Item 7.01 Regulation FD Disclosure


On May 9, 2016, the Company issued a Press Release. A copy of the Press Release is attached as Exhibit 99.1 hereto.


The information in this Current Report on Form 8-K furnished pursuant to Item 7.01 shall not be deemed “filed” for the purposes of Section 18 of the Exchange Act, or otherwise subject to the liabilities of that Section. This information shall not be incorporated by reference into any registration statement pursuant to the Securities Act.
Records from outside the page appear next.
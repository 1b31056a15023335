//! FEN position setup for boards and tests.
//!
//! Parses the placement, side-to-move, and castling fields onto the mailbox
//! board and its has-moved bookkeeping, and prints a board back out. The
//! en-passant and clock fields are accepted on input but not tracked by the
//! core, and are emitted as placeholders on output.

use crate::board::board::{Board, CastlingFlags, BOARD_SIZE};
use crate::board::chess_types::{Color, Piece, PieceType};

pub const STARTING_POSITION_FEN: &str = "rnbqkbnr/pppppppp/8/8/8/8/PPPPPPPP/RNBQKBNR w KQkq - 0 1";

/// Parse a FEN string into a board and the side to move.
pub fn parse_fen(fen: &str) -> Result<(Board, Color), String> {
    let mut parts = fen.split_whitespace();

    let board_part = parts.next().ok_or("Missing board layout in FEN")?;
    let side_part = parts.next().ok_or("Missing side-to-move in FEN")?;
    let castling_part = parts.next().ok_or("Missing castling rights in FEN")?;
    // En-passant square and clocks are allowed but ignored.

    let mut board = Board::empty();
    parse_placement(board_part, &mut board)?;
    let side = parse_side_to_move(side_part)?;
    board.set_castling_flags(parse_castling_flags(castling_part)?);

    Ok((board, side))
}

/// Print `board` with `side` to move as a FEN string.
pub fn generate_fen(board: &Board, side: Color) -> String {
    let mut out = String::new();

    for fen_rank in 0..BOARD_SIZE {
        let row = BOARD_SIZE - 1 - fen_rank;
        let mut empty_run = 0;
        for col in 0..BOARD_SIZE {
            match board.get_piece(row, col) {
                Some(piece) => {
                    if empty_run > 0 {
                        out.push(char::from(b'0' + empty_run));
                        empty_run = 0;
                    }
                    out.push(piece_to_fen_char(piece));
                }
                None => empty_run += 1,
            }
        }
        if empty_run > 0 {
            out.push(char::from(b'0' + empty_run));
        }
        if fen_rank < BOARD_SIZE - 1 {
            out.push('/');
        }
    }

    out.push(' ');
    out.push(match side {
        Color::White => 'w',
        Color::Black => 'b',
    });
    out.push(' ');
    out.push_str(&castling_field(board));
    out.push_str(" - 0 1");

    out
}

fn parse_placement(board_part: &str, board: &mut Board) -> Result<(), String> {
    let ranks: Vec<&str> = board_part.split('/').collect();
    if ranks.len() != BOARD_SIZE {
        return Err("Board layout must contain 8 ranks".to_owned());
    }

    for (fen_rank, rank_str) in ranks.iter().enumerate() {
        let row = BOARD_SIZE - 1 - fen_rank;
        let mut col = 0usize;

        for ch in rank_str.chars() {
            if let Some(empty_count) = ch.to_digit(10) {
                let step = empty_count as usize;
                if !(1..=BOARD_SIZE).contains(&step) {
                    return Err(format!("Invalid empty-square count '{ch}'"));
                }
                col += step;
                continue;
            }

            let piece = piece_from_fen_char(ch)
                .ok_or_else(|| format!("Invalid piece character '{ch}' in board layout"))?;
            if col >= BOARD_SIZE {
                return Err("Board rank has too many files".to_owned());
            }
            board.set_piece(row, col, Some(piece));
            col += 1;
        }

        if col != BOARD_SIZE {
            return Err("Board rank does not sum to 8 files".to_owned());
        }
    }

    Ok(())
}

fn parse_side_to_move(side_part: &str) -> Result<Color, String> {
    match side_part {
        "w" => Ok(Color::White),
        "b" => Ok(Color::Black),
        _ => Err(format!("Invalid side-to-move field: {side_part}")),
    }
}

/// Map the castling-rights field onto the six has-moved booleans. A right
/// that is absent marks its rook as moved; a side with neither right marks
/// its king as moved.
fn parse_castling_flags(castling_part: &str) -> Result<CastlingFlags, String> {
    let mut white_kingside = false;
    let mut white_queenside = false;
    let mut black_kingside = false;
    let mut black_queenside = false;

    if castling_part != "-" {
        for ch in castling_part.chars() {
            match ch {
                'K' => white_kingside = true,
                'Q' => white_queenside = true,
                'k' => black_kingside = true,
                'q' => black_queenside = true,
                _ => return Err(format!("Invalid castling rights character: {ch}")),
            }
        }
    }

    Ok(CastlingFlags {
        white_king_moved: !(white_kingside || white_queenside),
        black_king_moved: !(black_kingside || black_queenside),
        white_kingside_rook_moved: !white_kingside,
        white_queenside_rook_moved: !white_queenside,
        black_kingside_rook_moved: !black_kingside,
        black_queenside_rook_moved: !black_queenside,
    })
}

/// A right is emitted only while its king and rook both sit unmoved on
/// their original squares.
fn castling_field(board: &Board) -> String {
    let flags = board.castling_flags();
    let mut field = String::new();

    for (color, kingside_ch, queenside_ch) in
        [(Color::White, 'K', 'Q'), (Color::Black, 'k', 'q')]
    {
        let row = color.home_row();
        let king_in_place = !flags.king_moved(color)
            && board.get_piece(row, 4) == Some(Piece::new(PieceType::King, color));
        if !king_in_place {
            continue;
        }
        if !flags.kingside_rook_moved(color)
            && board.get_piece(row, 7) == Some(Piece::new(PieceType::Rook, color))
        {
            field.push(kingside_ch);
        }
        if !flags.queenside_rook_moved(color)
            && board.get_piece(row, 0) == Some(Piece::new(PieceType::Rook, color))
        {
            field.push(queenside_ch);
        }
    }

    if field.is_empty() {
        field.push('-');
    }
    field
}

fn piece_from_fen_char(ch: char) -> Option<Piece> {
    let color = if ch.is_ascii_uppercase() {
        Color::White
    } else {
        Color::Black
    };
    let kind = match ch.to_ascii_lowercase() {
        'p' => PieceType::Pawn,
        'n' => PieceType::Knight,
        'b' => PieceType::Bishop,
        'r' => PieceType::Rook,
        'q' => PieceType::Queen,
        'k' => PieceType::King,
        _ => return None,
    };
    Some(Piece::new(kind, color))
}

fn piece_to_fen_char(piece: Piece) -> char {
    let ch = match piece.kind {
        PieceType::Pawn => 'p',
        PieceType::Knight => 'n',
        PieceType::Bishop => 'b',
        PieceType::Rook => 'r',
        PieceType::Queen => 'q',
        PieceType::King => 'k',
    };
    match piece.color {
        Color::White => ch.to_ascii_uppercase(),
        Color::Black => ch,
    }
}
//! Check, checkmate, and stalemate classification.
//!
//! Attack detection evaluates piece-movement geometry only and never runs
//! the self-check filter, so check queries cannot recurse back into
//! `is_legal_move`. Two kings on adjacent squares count as mutually
//! attacking, which keeps a king from stepping into the other's guard.

use crate::board::board::{Board, BOARD_SIZE};
use crate::board::chess_move::Move;
use crate::board::chess_types::{Color, Piece, PieceType};

impl Board {
    /// True when `color`'s king is attacked. A kingless board is degenerate
    /// but defined: it reads as not in check.
    pub fn is_in_check(&self, color: Color) -> bool {
        let Some((king_row, king_col)) = self.king_square(color) else {
            return false;
        };
        self.is_square_attacked(king_row, king_col, color.opposite())
    }

    /// True when any piece of `attacker` can reach (`row`, `col`) under
    /// movement geometry alone.
    pub fn is_square_attacked(&self, row: usize, col: usize, attacker: Color) -> bool {
        for from_row in 0..BOARD_SIZE {
            for from_col in 0..BOARD_SIZE {
                let Some(piece) = self.get_piece(from_row, from_col) else {
                    continue;
                };
                if piece.color != attacker {
                    continue;
                }
                if self.attacks_square(piece, from_row, from_col, row, col) {
                    return true;
                }
            }
        }
        false
    }

    /// `color` is in check and has no legal move.
    pub fn is_checkmate(&self, color: Color) -> bool {
        self.is_in_check(color) && !self.has_any_legal_move(color)
    }

    /// `color` is not in check and has no legal move.
    pub fn is_stalemate(&self, color: Color) -> bool {
        !self.is_in_check(color) && !self.has_any_legal_move(color)
    }

    /// Short-circuiting probe over the same candidate set as
    /// `move_list::legal_moves_for`: every origin/destination quadruple for
    /// `color`'s pieces plus trial castling moves for kings.
    pub fn has_any_legal_move(&self, color: Color) -> bool {
        for from_row in 0..BOARD_SIZE {
            for from_col in 0..BOARD_SIZE {
                let Some(piece) = self.get_piece(from_row, from_col) else {
                    continue;
                };
                if piece.color != color {
                    continue;
                }

                if piece.kind == PieceType::King {
                    if from_col + 2 < BOARD_SIZE
                        && self.is_legal_move(
                            &Move::castling(from_row, from_col, from_row, from_col + 2),
                            color,
                        )
                    {
                        return true;
                    }
                    if from_col >= 2
                        && self.is_legal_move(
                            &Move::castling(from_row, from_col, from_row, from_col - 2),
                            color,
                        )
                    {
                        return true;
                    }
                }

                for to_row in 0..BOARD_SIZE {
                    for to_col in 0..BOARD_SIZE {
                        if self.is_legal_move(&Move::new(from_row, from_col, to_row, to_col), color)
                        {
                            return true;
                        }
                    }
                }
            }
        }
        false
    }

    /// Geometry-only attack test for one piece; sliders still require a
    /// clear path, but no king-safety reasoning happens here.
    fn attacks_square(
        &self,
        piece: Piece,
        from_row: usize,
        from_col: usize,
        to_row: usize,
        to_col: usize,
    ) -> bool {
        let row_delta = to_row as i32 - from_row as i32;
        let col_delta = to_col as i32 - from_col as i32;
        if row_delta == 0 && col_delta == 0 {
            return false;
        }

        match piece.kind {
            PieceType::Pawn => row_delta == piece.color.forward() && col_delta.abs() == 1,
            PieceType::Knight => {
                let (dr, dc) = (row_delta.abs(), col_delta.abs());
                (dr == 2 && dc == 1) || (dr == 1 && dc == 2)
            }
            PieceType::Bishop => {
                row_delta.abs() == col_delta.abs()
                    && self.is_path_clear(from_row, from_col, to_row, to_col)
            }
            PieceType::Rook => {
                (row_delta == 0 || col_delta == 0)
                    && self.is_path_clear(from_row, from_col, to_row, to_col)
            }
            PieceType::Queen => {
                (row_delta.abs() == col_delta.abs() || row_delta == 0 || col_delta == 0)
                    && self.is_path_clear(from_row, from_col, to_row, to_col)
            }
            // Adjacent kings attack each other.
            PieceType::King => row_delta.abs() <= 1 && col_delta.abs() <= 1,
        }
    }
}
The furnishing of the information in this Current Report on Form 8-K is not intended to, and does not, constitute a representation that such furnishing is required by Regulation FD or that the information contained in this Current Report on Form 8-K constitutes material investor information that is not otherwise publicly available.


Item 9.01 Financial Statements and Exhibits.


(d) Exhibits.


Exhibit   Description
10.1   Asset Purchase Agreement dated May 9, 2016
10.2   Form of Consulting Agreement with Future Tense Secure System, Inc.
99.1   Press Release dated May 9, 2016






Pursuant to the requirements of the Securities Exchange Act of 1934, the registrant has duly caused this report to be signed on its behalf by the undersigned hereunto duly authorized.